= NAS Award for Chemistry in Service to Society =

The NAS Award for Chemistry in Service to Society is awarded by the U.S. National Academy of Sciences "for contributions to chemistry, either in fundamental science or its application, that clearly satisfy a societal need." It has been awarded every two years since its inception in 1991.

== List of NAS Award for Chemistry in Service to Society winners ==
Source: NAS

- Michael E. Jung (2025)
For his key contributions to synthetic medicinal chemistry and drug discovery.

- Hye Kyung Timken (2023)
For her development of an innovative catalyst technology that can makes oil refineries safer, and reduces environmental impacts of fuel production.

- Susan Solomon (2021)
Solomon is renowned for her insightful and persuasive use of atmospheric chemistry to comprehend two of the most important environmental problems facing humanity today: the thinning ozone layer and climate change. She is also well-known for her skillful presentation of environmental science to decision-makers, which helps to move legislation along.

- John C. Martin (2019)
For his contributions to the development of antiviral medications used to treat even the most refractory of the deadly diseases, including HIV/AIDS, HCV, HBV, CMV, and flu, impacting hundreds of millions of individuals around the world and for his tireless efforts to ensure all of humanity, rich and poor alike, benefit.

- Leroy E. Hood (2017)
For his invention, commercialization and development of multiple chemical tools that address biological complexity, including the automated DNA sequencer that spearheaded the human genome project.

- Bruce D. Roth (2015)
For his discovery, synthesis and commercial development of atorvastatin (Lipitor), the most successful cholesterol lowering medicine in history.

- Edward C. Taylor (2013)
For his contributions to heterocyclic chemistry, in particular the discovery of the new-generation antifolate pemetrexed, approved for the treatment of mesothelioma and non-small cell lung cancer and under clinical investigation for treatment of a variety of other solid tumors.

- Paul J. Reider (2011)
For his contributions to the discovery and development of numerous approved drugs, including those for treating asthma and for treating AIDS.

- John D. Roberts (2009)
For seminal contributions in physical organic chemistry, in particular the introduction of NMR spectroscopy to the chemistry community.

- Arthur A. Patchett (2007)
For innovative contributions in discoveries of Mevacor, the first statin that lowers cholesterol levels, and of Vasotec and Prinivil for treating hypertension and congestive heart failure.

- Marvin H. Caruthers (2005)
For his invention and development of chemical reagents and methods currently used for the automated synthesis of DNA oligonucleotides (i.e., the "gene machine").

- Paul S. Anderson (2003)
For his scientific leadership in two drugs approved for the treatment of AIDS and for his widely cited basic research related to the glutamate receptor.

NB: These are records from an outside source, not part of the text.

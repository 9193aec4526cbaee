//! Interface enumeration via `getifaddrs`.

use crate::{backend::sys, link::MacAddr};
use std::{
    ffi::CStr,
    io,
    net::{IpAddr, Ipv4Addr, Ipv6Addr},
    ptr,
};

#[derive(Clone, Debug, Default, PartialEq, Eq)]
pub struct Interface {
    pub name: String,
    pub index: u32,
    pub mac: Option<MacAddr>,
    pub addrs: Vec<IpAddr>,
}

pub fn interfaces() -> io::Result<Vec<Interface>> {
    let mut head: *mut libc::ifaddrs = ptr::null_mut();
    if unsafe { libc::getifaddrs(&mut head) } == -1 {
        return Err(io::Error::last_os_error());
    }

    let mut interfaces: Vec<Interface> = Vec::new();
    let mut cursor = head;
    while !cursor.is_null() {
        let entry = unsafe { &*cursor };
        cursor = entry.ifa_next;

        let name = unsafe { CStr::from_ptr(entry.ifa_name) }
            .to_string_lossy()
            .into_owned();
        let idx = match interfaces.iter().position(|iface| iface.name == name) {
            Some(idx) => idx,
            None => {
                interfaces.push(Interface {
                    index: sys::interface_index(&name).unwrap_or(0),
                    name,
                    ..Interface::default()
                });
                interfaces.len() - 1
            }
        };
        let iface = &mut interfaces[idx];

        if entry.ifa_addr.is_null() {
            continue;
        }

        match i32::from(unsafe { (*entry.ifa_addr).sa_family }) {
            libc::AF_INET => {
                let addr = unsafe { &*entry.ifa_addr.cast::<libc::sockaddr_in>() };
                let ip = Ipv4Addr::from(u32::from_be(addr.sin_addr.s_addr));
                iface.addrs.push(IpAddr::V4(ip));
            }
            libc::AF_INET6 => {
                let addr = unsafe { &*entry.ifa_addr.cast::<libc::sockaddr_in6>() };
                iface.addrs.push(IpAddr::V6(Ipv6Addr::from(addr.sin6_addr.s6_addr)));
            }
            libc::AF_PACKET => {
                let addr = unsafe { &*entry.ifa_addr.cast::<libc::sockaddr_ll>() };
                if addr.sll_halen == 6 {
                    let mut mac = [0; 6];
                    mac.copy_from_slice(&addr.sll_addr[..6]);
                    iface.mac = Some(MacAddr(mac));
                }
            }
            _ => {}
        }
    }

    unsafe { libc::freeifaddrs(head) };
    Ok(interfaces)
}

/// The first global-ish IPv6 address: not IPv4 or IPv4-mapped, and not
/// starting with `0xfe` (link-local and the deprecated site-local range).
pub fn select_source_address(addrs: &[IpAddr]) -> Option<Ipv6Addr> {
    addrs.iter().find_map(|addr| match addr {
        IpAddr::V6(ip) if ip.to_ipv4_mapped().is_none() && ip.octets()[0] != 0xfe => Some(*ip),
        _ => None,
    })
}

- Paul C. Lauterbur (2001)
For his research on nuclear magnetic resonance and its applications in chemistry and medicine, and his contributions to the development of magnetic resonance imaging in medicine.

- Grant Willson (1999)
For his fundamental contribution to the chemistry of materials that produce micropatterns in semiconductors, and for its widespread application in the microelectronics industry for the benefit of society.

- Ernest L. Eliel (1997)
For his seminal and far-reaching contributions in organic stereochemistry and for his wise and energetic leadership in professional societies that represent the interests of chemists and of society, both in the United States and abroad.

- P. Roy Vagelos (1995)
For his fundamental contributions to the understanding of fatty acid biosynthesis, cholesterol metabolism, and phospholipid metabolism, and for his leadership at Merck that led to the discovery of a number of important therapeutic and preventive agents.

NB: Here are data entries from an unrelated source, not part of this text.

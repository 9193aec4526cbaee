//! Thin libc wrappers shared by the socket backends and the route resolver.

use std::{
    io, mem,
    os::fd::{AsRawFd, FromRawFd, OwnedFd},
    ptr,
};

#[inline]
fn cvt(ret: libc::c_int) -> io::Result<libc::c_int> {
    if ret == -1 {
        Err(io::Error::last_os_error())
    } else {
        Ok(ret)
    }
}

#[inline]
fn cvt_len(ret: libc::ssize_t) -> io::Result<usize> {
    if ret < 0 {
        Err(io::Error::last_os_error())
    } else {
        Ok(ret as usize)
    }
}

pub fn socket(domain: libc::c_int, ty: libc::c_int, protocol: libc::c_int) -> io::Result<OwnedFd> {
    let fd = cvt(unsafe { libc::socket(domain, ty | libc::SOCK_CLOEXEC, protocol) })?;
    Ok(unsafe { OwnedFd::from_raw_fd(fd) })
}

pub fn setsockopt<T>(fd: &OwnedFd, level: libc::c_int, name: libc::c_int, value: &T) -> io::Result<()> {
    cvt(unsafe {
        libc::setsockopt(
            fd.as_raw_fd(),
            level,
            name,
            ptr::from_ref(value).cast(),
            mem::size_of::<T>() as libc::socklen_t,
        )
    })?;
    Ok(())
}

/// Binds to any `sockaddr_*` flavour.
pub fn bind<A>(fd: &OwnedFd, addr: &A) -> io::Result<()> {
    cvt(unsafe {
        libc::bind(
            fd.as_raw_fd(),
            ptr::from_ref(addr).cast(),
            mem::size_of::<A>() as libc::socklen_t,
        )
    })?;
    Ok(())
}

pub fn send(fd: &OwnedFd, buf: &[u8], flags: libc::c_int) -> io::Result<usize> {
    cvt_len(unsafe { libc::send(fd.as_raw_fd(), buf.as_ptr().cast(), buf.len(), flags) })
}

pub fn send_to<A>(fd: &OwnedFd, buf: &[u8], addr: &A) -> io::Result<usize> {
    cvt_len(unsafe {
        libc::sendto(
            fd.as_raw_fd(),
            buf.as_ptr().cast(),
            buf.len(),
            0,
            ptr::from_ref(addr).cast(),
            mem::size_of::<A>() as libc::socklen_t,
        )
    })
}

pub fn recv(fd: &OwnedFd, buf: &mut [u8]) -> io::Result<usize> {
    cvt_len(unsafe { libc::recv(fd.as_raw_fd(), buf.as_mut_ptr().cast(), buf.len(), 0) })
}

pub fn page_size() -> usize {
    match unsafe { libc::sysconf(libc::_SC_PAGESIZE) } {
        size if size > 0 => size as usize,
        _ => 4096,
    }
}

pub fn interface_index(name: &str) -> io::Result<u32> {
    let name = std::ffi::CString::new(name).map_err(io::Error::other)?;
    match unsafe { libc::if_nametoindex(name.as_ptr()) } {
        0 => Err(io::Error::last_os_error()),
        index => Ok(index),
    }
}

- Harold S. Johnston (1993)
For his pioneering efforts to point out that man-made emissions could affect the chemistry of the stratosphere, in particular, the danger of the depletion by nitrogen oxide of the earth's critical and fragile ozone layer.

- Vladimir Haensel (1991)
For his outstanding research in the catalytic reforming of hydrocarbons, that has greatly enhanced the economic value of our petroleum natural resources.